→ Exercise
Send back all of the records, each one exactly as written.

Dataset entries
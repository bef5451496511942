use std::collections::BTreeMap;

use criterion::{Criterion, black_box, criterion_group, criterion_main};
use kundali_base::dasha::{expand_tree, maha_periods, snapshot_at, vimshottari};
use kundali_base::{
    ALL_PLANETS, Varga, all_divisional_charts, compute_ashtakavarga, divisional_position,
};

fn varga_bench(c: &mut Criterion) {
    let lon = 123.456;

    let mut group = c.benchmark_group("varga");
    group.bench_function("divisional_position_d9", |b| {
        b.iter(|| divisional_position(black_box(lon), Varga::Navamsa))
    });
    let lons: BTreeMap<_, _> = ALL_PLANETS
        .iter()
        .enumerate()
        .map(|(i, &p)| (p, (i as f64) * 37.5))
        .collect();
    group.bench_function("all_divisional_charts", |b| {
        b.iter(|| all_divisional_charts(black_box(&lons)))
    });
    group.finish();
}

fn dasha_bench(c: &mut Criterion) {
    let birth_jd = 2_451_545.0;
    let moon_lon = 123.456;
    let rs = vimshottari();

    let mut group = c.benchmark_group("dasha");
    group.bench_function("maha_periods", |b| {
        b.iter(|| maha_periods(black_box(birth_jd), black_box(moon_lon), &rs, 120.0))
    });
    group.bench_function("expand_tree_depth3", |b| {
        b.iter(|| expand_tree(black_box(birth_jd), black_box(moon_lon), &rs, 3, 120.0))
    });
    group.bench_function("snapshot_depth5", |b| {
        b.iter(|| {
            snapshot_at(
                black_box(birth_jd),
                black_box(moon_lon),
                &rs,
                black_box(birth_jd + 10_000.0),
                5,
                120.0,
            )
        })
    });
    group.finish();
}

fn ashtakavarga_bench(c: &mut Criterion) {
    let rasis = [3u8, 7, 0, 11, 5, 9, 2];

    c.bench_function("ashtakavarga_full", |b| {
        b.iter(|| compute_ashtakavarga(black_box(&rasis), black_box(1)))
    });
}

criterion_group!(benches, varga_bench, dasha_bench, ashtakavarga_bench);
criterion_main!(benches);
//! Error types for the computation core.

use std::error::Error;
use std::fmt::{Display, Formatter};

/// Errors from the pure computation core.
#[derive(Debug, Clone, PartialEq, Eq)]
#[non_exhaustive]
pub enum KundaliError {
    /// A caller-supplied value failed validation.
    InvalidInput(&'static str),
    /// The requested divisional chart order is not one of the 20 supported.
    UnsupportedVarga(u16),
    /// The requested dasha system code is unknown.
    UnknownSystem(u8),
}

impl Display for KundaliError {
    fn fmt(&self, f: &mut Formatter<'_>) -> std::fmt::Result {
        match self {
            Self::InvalidInput(msg) => write!(f, "invalid input: {msg}"),
            Self::UnsupportedVarga(n) => write!(f, "unsupported varga: D{n}"),
            Self::UnknownSystem(code) => write!(f, "unknown dasha system code: {code}"),
        }
    }
}

impl Error for KundaliError {}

→ Solution to the exercise
repository bef5451496511942
use std::collections::BTreeMap;

use criterion::{Criterion, black_box, criterion_group, criterion_main};
use kundali_base::dasha::{expand_tree, maha_periods, snapshot_at, vimshottari};
use kundali_base::{
    ALL_PLANETS, Varga, all_divisional_charts, compute_ashtakavarga, divisional_position,
};

fn varga_bench(c: &mut Criterion) {
    let lon = 123.456;

    let mut group = c.benchmark_group("varga");
    group.bench_function("divisional_position_d9", |b| {
        b.iter(|| divisional_position(black_box(lon), Varga::Navamsa))
    });
    let lons: BTreeMap<_, _> = ALL_PLANETS
        .iter()
        .enumerate()
        .map(|(i, &p)| (p, (i as f64) * 37.5))
        .collect();
    group.bench_function("all_divisional_charts", |b| {
        b.iter(|| all_divisional_charts(black_box(&lons)))
    });
    group.finish();
}

fn dasha_bench(c: &mut Criterion) {
    let birth_jd = 2_451_545.0;
    let moon_lon = 123.456;
    let rs = vimshottari();

    let mut group = c.benchmark_group("dasha");
    group.bench_function("maha_periods", |b| {
        b.iter(|| maha_periods(black_box(birth_jd), black_box(moon_lon), &rs, 120.0))
    });
    group.bench_function("expand_tree_depth3", |b| {
        b.iter(|| expand_tree(black_box(birth_jd), black_box(moon_lon), &rs, 3, 120.0))
    });
    group.bench_function("snapshot_depth5", |b| {
        b.iter(|| {
            snapshot_at(
                black_box(birth_jd),
                black_box(moon_lon),
                &rs,
                black_box(birth_jd + 10_000.0),
                5,
                120.0,
            )
        })
    });
    group.finish();
}

fn ashtakavarga_bench(c: &mut Criterion) {
    let rasis = [3u8, 7, 0, 11, 5, 9, 2];

    c.bench_function("ashtakavarga_full", |b| {
        b.iter(|| compute_ashtakavarga(black_box(&rasis), black_box(1)))
    });
}

criterion_group!(benches, varga_bench, dasha_bench, ashtakavarga_bench);
criterion_main!(benches);
//! Error types for the computation core.

use std::error::Error;
use std::fmt::{Display, Formatter};

/// Errors from the pure computation core.
#[derive(Debug, Clone, PartialEq, Eq)]
#[non_exhaustive]
pub enum KundaliError {
    /// A caller-supplied value failed validation.
    InvalidInput(&'static str),
    /// The requested divisional chart order is not one of the 20 supported.
    UnsupportedVarga(u16),
    /// The requested dasha system code is unknown.
    UnknownSystem(u8),
}

impl Display for KundaliError {
    fn fmt(&self, f: &mut Formatter<'_>) -> std::fmt::Result {
        match self {
            Self::InvalidInput(msg) => write!(f, "invalid input: {msg}"),
            Self::UnsupportedVarga(n) => write!(f, "unsupported varga: D{n}"),
            Self::UnknownSystem(code) => write!(f, "unknown dasha system code: {code}"),
        }
    }
}

impl Error for KundaliError {}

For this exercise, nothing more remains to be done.